To: Grainne who wrote (101906)4/25/2005 7:29:07 PM
From: epicure  Read Replies (1) | Respond to of 108807
 
This was a sad story, but it's interesting nevertheless:

Singapore fair puts brides on display
By Tran Dinh Thanh Lam

HO CHI MINH CITY - News of the public exhibition of Vietnamese brides for "instant marriage" at a recent fair in Singapore along with the sale of young Vietnamese girls to single men in neighboring China seeking wives has shocked the public here.

On March 17, police in Vietnam's capital, Hanoi, arrested four young Vietnamese men ranging from the ages of 19 to 23 for selling their girlfriends to a Chinese syndicate. These men first made friends with the eight girls by chatting to them over the Internet. They were then enticed to travel with the men to Lang Son province in the north. Once there, they were sold to the syndicate for 5,000 yuan (US$600) each.

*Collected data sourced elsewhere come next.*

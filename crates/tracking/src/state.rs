//! State machine
//!
//! Every transition between the five states is allowed. A transition to
//! the current state is a no-op and raises no event. Entering Added runs
//! key propagation and value generation; entering Unchanged accepts the
//! current values as originals; entering Detached removes the entry.

use crate::diagnostics::DiagnosticEvent;
use crate::entry::{EntryId, InternalEntry};
use crate::tracker::{ChangeTracker, Fixup, StateOptions, WriteOptions};
use changetrack_core::{CascadeTiming, Entity, EntityState, Error, Result, Value};

impl ChangeTracker {
    /// Assign `new` to `entity`, tracking it first if needed
    ///
    /// Returns the entry id, or `None` when the entity ends up Detached.
    pub(crate) fn set_state_of(
        &mut self,
        entity: &Entity,
        new: EntityState,
        options: StateOptions,
    ) -> Result<Option<EntryId>> {
        self.ensure_keyed(entity.entity_type())?;
        match self.id_of(entity) {
            Some(id) => {
                self.set_state(id, new, options)?;
                Ok(self.arena.get(id).map(|_| id))
            }
            None if new == EntityState::Detached => Ok(None),
            None => self.start_tracking(entity, new, options, &[]).map(Some),
        }
    }

    /// Create the entry; `shadow` holds values for shadow properties
    pub(crate) fn start_tracking(
        &mut self,
        entity: &Entity,
        state: EntityState,
        options: StateOptions,
        shadow: &[(usize, Value)],
    ) -> Result<EntryId> {
        let mut entry = InternalEntry::new(entity.clone(), state);
        if !shadow.is_empty() {
            for (p, value) in shadow {
                entry.write(*p, value.clone());
            }
            entry.refresh_relationship_values();
        }
        if state == EntityState::Added {
            self.propagate_from_principals(&mut entry);
            self.generate_values(&mut entry);
            entry.refresh_relationship_values();
        }
        // Nothing is mutated before the identity check
        self.check_identity(&entry, None)?;

        if state != EntityState::Added {
            entry.ensure_originals();
        }
        entity.take_notifications();

        let id = self.arena.insert(entry);
        self.by_instance.insert(entity.instance_id(), id);
        self.register_identity(id);
        self.raise_tracked(entity, state, options.from_query);

        self.initial_fixup(id)?;

        if state == EntityState::Modified && options.modify_properties {
            self.flag_all_modified(id);
        }
        if state == EntityState::Deleted
            && options.cascade
            && self.options.cascade_delete_timing == CascadeTiming::Immediate
        {
            self.cascade_delete(id, false)?;
        }
        Ok(id)
    }

    /// Transition a tracked entry
    pub(crate) fn set_state(
        &mut self,
        id: EntryId,
        new: EntityState,
        options: StateOptions,
    ) -> Result<()> {
        let old = self.arena[id].state;
        if old == new {
            if new == EntityState::Modified && options.modify_properties {
                self.flag_all_modified(id);
            }
            return Ok(());
        }

        let entity = self.arena[id].entity.clone();
        if new == EntityState::Detached {
            self.stop_tracking(id);
            self.raise_state_changed(&entity, old, new);
            return Ok(());
        }

        match new {
            EntityState::Added => {
                if old == EntityState::Modified {
                    self.arena[id].clear_modified();
                }
                self.generate_values_for(id);
                self.reindex_after_generation(id)?;
            }
            EntityState::Unchanged => {
                let entry = &mut self.arena[id];
                entry.clear_modified();
                entry.accept_originals();
            }
            EntityState::Deleted => {
                for f in &mut self.arena[id].flags {
                    f.conceptual_null = false;
                }
            }
            EntityState::Modified | EntityState::Detached => {}
        }

        let entry = &mut self.arena[id];
        if old == EntityState::Added && new != EntityState::Added {
            entry.ensure_originals();
        }
        entry.state = new;
        self.raise_state_changed(&entity, old, new);

        if new == EntityState::Modified && options.modify_properties {
            self.flag_all_modified(id);
        }
        if new == EntityState::Deleted
            && options.cascade
            && self.options.cascade_delete_timing == CascadeTiming::Immediate
        {
            self.cascade_delete(id, false)?;
        }
        Ok(())
    }

    /// Keys generated on re-add may change the identity slot
    fn reindex_after_generation(&mut self, id: EntryId) -> Result<()> {
        let root = self.arena[id].entity_type.root_type();
        self.identity.retain(|(r, _), e| !(*r == root && *e == id));
        self.check_identity(&self.arena[id], Some(id))?;
        self.register_identity(id);
        self.arena[id].refresh_relationship_values();
        Ok(())
    }

    fn flag_all_modified(&mut self, id: EntryId) {
        let entry = &mut self.arena[id];
        let ty = entry.entity_type.clone();
        for p in ty.properties() {
            if !p.is_primary_key() {
                entry.flags[p.index()].modified = true;
            }
        }
    }

    // ========================================================================
    // Modified flags
    // ========================================================================

    /// Set or clear the modified flag of one property
    ///
    /// Clearing restores the original value. The entry moves between
    /// Unchanged and Modified as the flags require.
    pub(crate) fn set_property_modified(
        &mut self,
        id: EntryId,
        property: usize,
        is_modified: bool,
    ) -> Result<()> {
        let entry = &self.arena[id];
        let state = entry.state;
        if matches!(state, EntityState::Added | EntityState::Detached) {
            return Ok(());
        }
        let prop = entry.entity_type.property(property);
        if is_modified && prop.is_primary_key() {
            return Err(Error::KeyReadOnly {
                property: prop.name().to_string(),
                entity_type: entry.entity_type.name().to_string(),
            });
        }
        if state == EntityState::Deleted {
            return Ok(());
        }

        if !is_modified {
            if let Some(original) = entry.original(property) {
                self.set_property(
                    id,
                    property,
                    original,
                    WriteOptions {
                        set_modified: false,
                        is_cascade_delete: false,
                        fixup: Fixup::Full,
                        temporary: None,
                    },
                )?;
            }
        }
        let Some(entry) = self.arena.get_mut(id) else {
            return Ok(());
        };
        entry.flags[property].modified = is_modified;
        let state = entry.state;
        let any_modified = entry.has_modified_properties();

        if is_modified && state == EntityState::Unchanged {
            self.set_state(id, EntityState::Modified, no_modify())?;
        } else if !is_modified && state == EntityState::Modified && !any_modified {
            self.set_state(id, EntityState::Unchanged, no_modify())?;
        }
        Ok(())
    }

    /// Mark a property modified after a write or a detected change
    pub(crate) fn mark_modified(&mut self, id: EntryId, property: usize) -> Result<()> {
        let entry = &mut self.arena[id];
        entry.flags[property].modified = true;
        if entry.state == EntityState::Unchanged {
            self.set_state(id, EntityState::Modified, no_modify())?;
        }
        Ok(())
    }

    /// True if any member of the complex property is modified
    pub(crate) fn is_complex_modified(&self, id: EntryId, complex: usize) -> bool {
        let entry = &self.arena[id];
        complex_members(&entry.entity_type, complex)
            .into_iter()
            .any(|p| entry.is_property_modified(p))
    }

    /// Set or clear the modified flag of every member of a complex property
    pub(crate) fn set_complex_modified(
        &mut self,
        id: EntryId,
        complex: usize,
        is_modified: bool,
    ) -> Result<()> {
        let members = complex_members(&self.arena[id].entity_type, complex);
        for p in members {
            if self.arena.get(id).is_none() {
                break;
            }
            self.set_property_modified(id, p, is_modified)?;
        }
        Ok(())
    }

    // ========================================================================
    // Accept
    // ========================================================================

    /// Make the tracked state match a successful commit
    ///
    /// Added and Modified entries become Unchanged; Deleted entries are
    /// removed from tracked navigations and become Detached.
    pub fn accept_all_changes(&mut self) -> Result<()> {
        for id in self.arena.ids() {
            let Some(entry) = self.arena.get_mut(id) else {
                continue;
            };
            for f in &mut entry.flags {
                f.temporary = false;
            }
            let state = entry.state;
            match state {
                EntityState::Added | EntityState::Modified => {
                    self.set_state(id, EntityState::Unchanged, no_modify())?;
                }
                EntityState::Deleted => {
                    self.unfix_deleted(id);
                    self.set_state(id, EntityState::Detached, no_modify())?;
                }
                EntityState::Unchanged | EntityState::Detached => {}
            }
        }
        Ok(())
    }

    pub(crate) fn log_cascade(&self, dependent: EntryId, principal_type: &str, state: EntityState, orphan: bool) {
        let dependent_type = self.arena[dependent].entity_type.name().to_string();
        let principal_type = principal_type.to_string();
        self.log(if orphan {
            DiagnosticEvent::CascadeDeleteOrphan {
                dependent_type,
                principal_type,
                state,
            }
        } else {
            DiagnosticEvent::CascadeDelete {
                dependent_type,
                principal_type,
                state,
            }
        });
    }
}

pub(crate) fn no_modify() -> StateOptions {
    StateOptions {
        modify_properties: false,
        ..StateOptions::default()
    }
}

/// Scalar members of a complex property, nested members included
pub(crate) fn complex_members(
    entity_type: &changetrack_core::EntityType,
    complex: usize,
) -> Vec<usize> {
    let mut out = Vec::new();
    let mut stack = vec![complex];
    while let Some(c) = stack.pop() {
        let cp = entity_type.complex_property(c);
        out.extend_from_slice(cp.properties());
        stack.extend_from_slice(cp.complex_properties());
    }
    out
}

"These guys all are very young, but have wicked hearts. The ringleader, Dao Ngoc Dung, is evil enough to sell his two lovers," read a statement on VietnamNet, an online news portal. It added that the public was horrified at the behavior of the young criminals.
If this incident wasn't enough of a shock, local newspapers reported a week later that young Vietnamese girls had been displayed as "brides" at a trade fair in Singapore. The Thanh Nien daily translated a March 14 article carried by the Singapore paper Today describing how Vietnamese women were "put on display" like products at a trade fair booth at the Golden Mile Complex trading center in Singapore.

The booth was set up by Blissful Heart Marriage Center, and according to director Francis Toh, the "Vietnamese were there to give potential clients an idea how Vietnamese girls look and [to] give them a feel of the on-the-spot selection process".

A Singaporean man was seen distributing leaflets to passersby, promoting luxury cruise packages at a cost of S$13,800 (US$8,365). For an extra S$9,800 (US$5,940), a single man buying a luxury cruise could choose a bride on the spot to accompany him on his trip.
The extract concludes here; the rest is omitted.